There was global trepidation for the past year after former President Kabila delayed his country’s first-ever democratic transfer of power for logistical reasons that he would try to change the constitution to remain in power indefinitely, something that his traditional Western  backers pressured him not to do while his new Chinese patron remained silent about on the basis that its political process is an internal affair (though its strategic cobalt interests there might have played a role in its position to stay on the good side of the government). The country gradually slid into an undeclared state of low-level civil war that could more accurately be described as a hybrid one and which could have exploded on command into a much larger conflict had he not unexpectedly reached a speculated deal with one of the opposition leaders to supposedly allow Tshisekedi to replace Kabila while the former strongman would remain the “grey cardinal” after his party came out on top in the parliamentary elections.

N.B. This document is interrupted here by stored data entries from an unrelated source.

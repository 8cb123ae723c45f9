//! Vector candidate retrieval: ANN index search with a brute-force fallback.

use crate::config::SearchConfig;
use crate::services::similarity;
use crate::store::CatalogStore;
use anyhow::Result;
use std::collections::{HashMap, HashSet};
use std::sync::Arc;
use tracing::{debug, info};
use trove_vector_index::{Modality, SearchOutcome, VectorIndex};
use uuid::Uuid;

use crate::models::ItemRecord;

/// Vector-search result. `IndexUnavailable` tells the caller to take the
/// brute-force tier; it is not an error.
#[derive(Debug)]
pub enum VectorCandidates {
    Hits(Vec<(ItemRecord, f32)>),
    IndexUnavailable,
}

pub struct VectorSearchService {
    index: Arc<VectorIndex>,
    catalog: Arc<dyn CatalogStore>,
    config: SearchConfig,
}

impl VectorSearchService {
    pub fn new(
        index: Arc<VectorIndex>,
        catalog: Arc<dyn CatalogStore>,
        config: SearchConfig,
    ) -> Self {
        Self {
            index,
            catalog,
            config,
        }
    }

    pub fn index(&self) -> &VectorIndex {
        &self.index
    }

    /// Search the ANN index, then apply category/brand filters over the
    /// over-fetched hits. Reports `IndexUnavailable` when no bucket could
    /// serve the query.
    pub async fn search_index(
        &self,
        queries: &HashMap<Modality, Vec<f32>>,
        limit: usize,
        exclude: &HashSet<Uuid>,
        category: Option<&str>,
        brand_id: Option<Uuid>,
        modality_weights: Option<&HashMap<Modality, f32>>,
    ) -> Result<VectorCandidates> {
        // Over-fetch so post-search filtering still fills `limit`.
        let fetch = limit.saturating_mul(trove_vector_index::FETCH_MULTIPLIER);
        let outcome = self.index.search(queries, fetch, exclude, modality_weights);

        let hits = match outcome {
            SearchOutcome::Unavailable => {
                info!("vector index unavailable for query, caller should fall back");
                return Ok(VectorCandidates::IndexUnavailable);
            }
            SearchOutcome::Hits(hits) => hits,
        };

        let ids: Vec<Uuid> = hits.iter().map(|h| h.item_id).collect();
        let items = self.catalog.items(&ids).await?;
        let by_id: HashMap<Uuid, ItemRecord> =
            items.into_iter().map(|item| (item.id, item)).collect();

        let mut results = Vec::new();
        for hit in hits {
            let Some(item) = by_id.get(&hit.item_id) else {
                // Index row without a catalog record: stale entry awaiting
                // rebuild.
                debug!(item_id = %hit.item_id, "index hit missing from catalog");
                continue;
            };
            if !facets_match(item, category, brand_id) {
                continue;
            }
            results.push((item.clone(), hit.score));
            if results.len() >= limit {
                break;
            }
        }
        Ok(VectorCandidates::Hits(results))
    }

    /// Brute-force scan over the stored vectors: bounded candidate pool,
    /// per-modality cosine, fused score. Slower than the index but has no
    /// dimension/bucket preconditions.
    pub async fn brute_force(
        &self,
        queries: &HashMap<Modality, Vec<f32>>,
        limit: usize,
        exclude: &HashSet<Uuid>,
        category: Option<&str>,
        brand_id: Option<Uuid>,
        modality_weights: Option<&HashMap<Modality, f32>>,
    ) -> Result<Vec<(ItemRecord, f32)>> {
        let pool = self
            .catalog
            .vectorized_items(category, brand_id, self.config.brute_force_pool)
            .await?;

        let mut scored = Vec::new();
        for item in pool {
            if exclude.contains(&item.id) {
                continue;
            }
            let per_modality: HashMap<Modality, similarity::Similarity> = queries
                .iter()
                .filter_map(|(modality, query)| {
                    item.vector(*modality)
                        .map(|v| (*modality, similarity::cosine(query, v)))
                })
                .collect();
            let fused = similarity::fuse(&per_modality, modality_weights);
            if fused.contributing == 0 {
                continue;
            }
            scored.push((item, fused.score));
        }

        scored.sort_by(|a, b| {
            b.1.partial_cmp(&a.1)
                .unwrap_or(std::cmp::Ordering::Equal)
                .then_with(|| a.0.id.cmp(&b.0.id))
        });
        scored.truncate(limit);

        debug!(candidates = scored.len(), "brute-force vector scan complete");
        Ok(scored)
    }
}

pub(crate) fn facets_match(
    item: &ItemRecord,
    category: Option<&str>,
    brand_id: Option<Uuid>,
) -> bool {
    if let Some(category) = category {
        if item.category.as_deref() != Some(category) {
            return false;
        }
    }
    if let Some(brand_id) = brand_id {
        if item.brand_id != Some(brand_id) {
            return false;
        }
    }
    true
}

#[cfg(test)]
mod tests {
    use super::*;
    use crate::config::EngineConfig;
    use crate::store::memory::MemoryCatalog;
    use chrono::Utc;

    fn item(n: u128, category: &str, combined: Vec<f32>) -> ItemRecord {
        ItemRecord {
            id: Uuid::from_u128(n),
            name: format!("item-{n}"),
            description: None,
            image_url: None,
            category: Some(category.to_string()),
            brand_id: None,
            image_vector: None,
            text_vector: None,
            combined_vector: Some(combined),
            like_count: 0,
            created_at: Utc::now(),
        }
    }

    fn service(catalog: Arc<MemoryCatalog>, index: Arc<VectorIndex>) -> VectorSearchService {
        VectorSearchService::new(index, catalog, EngineConfig::default().search)
    }

    fn combined_query(v: Vec<f32>) -> HashMap<Modality, Vec<f32>> {
        [(Modality::Combined, v)].into_iter().collect()
    }

    #[tokio::test]
    async fn test_index_search_with_category_filter() {
        let items = vec![
            item(1, "Shirts", vec![1.0, 0.0]),
            item(2, "Jeans", vec![0.9, 0.1]),
            item(3, "Shirts", vec![0.5, 0.5]),
        ];
        let index = Arc::new(VectorIndex::new());
        for i in &items {
            index
                .insert(i.id, Modality::Combined, i.combined_vector.as_ref().unwrap())
                .unwrap();
        }
        let catalog = Arc::new(MemoryCatalog::seed(items));

        let result = service(catalog, index)
            .search_index(
                &combined_query(vec![1.0, 0.0]),
                2,
                &HashSet::new(),
                Some("Shirts"),
                None,
                None,
            )
            .await
            .unwrap();

        let VectorCandidates::Hits(hits) = result else {
            panic!("expected hits");
        };
        assert_eq!(hits.len(), 2);
        assert_eq!(hits[0].0.id, Uuid::from_u128(1));
        assert_eq!(hits[1].0.id, Uuid::from_u128(3));
    }

    #[tokio::test]
    async fn test_index_unavailable_signals_fallback() {
        let catalog = Arc::new(MemoryCatalog::seed(vec![item(1, "Shirts", vec![1.0, 0.0])]));
        let index = Arc::new(VectorIndex::new()); // empty: no buckets

        let result = service(catalog, index)
            .search_index(
                &combined_query(vec![1.0, 0.0]),
                5,
                &HashSet::new(),
                None,
                None,
                None,
            )
            .await
            .unwrap();
        assert!(matches!(result, VectorCandidates::IndexUnavailable));
    }

    #[tokio::test]
    async fn test_brute_force_matches_index_ranking() {
        let items = vec![
            item(1, "Shirts", vec![1.0, 0.0]),
            item(2, "Shirts", vec![0.0, 1.0]),
            item(3, "Shirts", vec![0.8, 0.2]),
        ];
        let catalog = Arc::new(MemoryCatalog::seed(items));
        let index = Arc::new(VectorIndex::new());

        let hits = service(catalog, index)
            .brute_force(
                &combined_query(vec![1.0, 0.0]),
                3,
                &HashSet::new(),
                None,
                None,
                None,
            )
            .await
            .unwrap();

        assert_eq!(hits.len(), 3);
        assert_eq!(hits[0].0.id, Uuid::from_u128(1));
        assert_eq!(hits[1].0.id, Uuid::from_u128(3));
        assert_eq!(hits[2].0.id, Uuid::from_u128(2));
    }

    #[tokio::test]
    async fn test_brute_force_skips_incomparable_dimensions() {
        let items = vec![
            item(1, "Shirts", vec![1.0, 0.0]),
            item(2, "Shirts", vec![1.0, 0.0, 0.0]), // different space
        ];
        let catalog = Arc::new(MemoryCatalog::seed(items));
        let index = Arc::new(VectorIndex::new());

        let hits = service(catalog, index)
            .brute_force(
                &combined_query(vec![1.0, 0.0]),
                5,
                &HashSet::new(),
                None,
                None,
                None,
            )
            .await
            .unwrap();
        assert_eq!(hits.len(), 1);
        assert_eq!(hits[0].0.id, Uuid::from_u128(1));
    }
}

International media and local activists decried this stunt as a blatant undermining of what should have been a democratic transfer of power that some observers said would have rightly resulted in Fayulu winning had the vote truly been free and fair, but that candidate posed the greatest threat to the Congolese “deep state” that owes its lucrative existence to Kabila and was – as the narrative goes – sidelined in favor of Tshsekedi, the son of a well-known opposition leader. This can be seen as a hybrid form of both an “internationally recognized” election and a “deep state” coup, the former of which was universally recognized probably because of the multilateral interests involved in retaining stability in the mineral-rich country (at least for the time being) while the latter was suppressed in order not to sully the optics of the DRC’s “first-ever democratic transfer of power” (and consequently the soft power of those who endorsed Kabila’s cunning plan).

* 2019 Gabon:

As was touched upon earlier, there was a failed attempt to stage a military coup in the economically stratified and politically polarized country of Gabon where an ageing and ailing leader continues to rule as part of a political dynasty that’s been in power for over half a century. The regime change operation was quickly put down by the rest of the military forces that didn’t join in the coup, though the event succeeded in shedding global light on the underlying tensions prevalent in this OPEC member country. It also temporarily raised concerns about whether the French would use their in-country military forces to aid the embattled government and “restore democracy” if the rebels succeeded in seizing power from their proxy.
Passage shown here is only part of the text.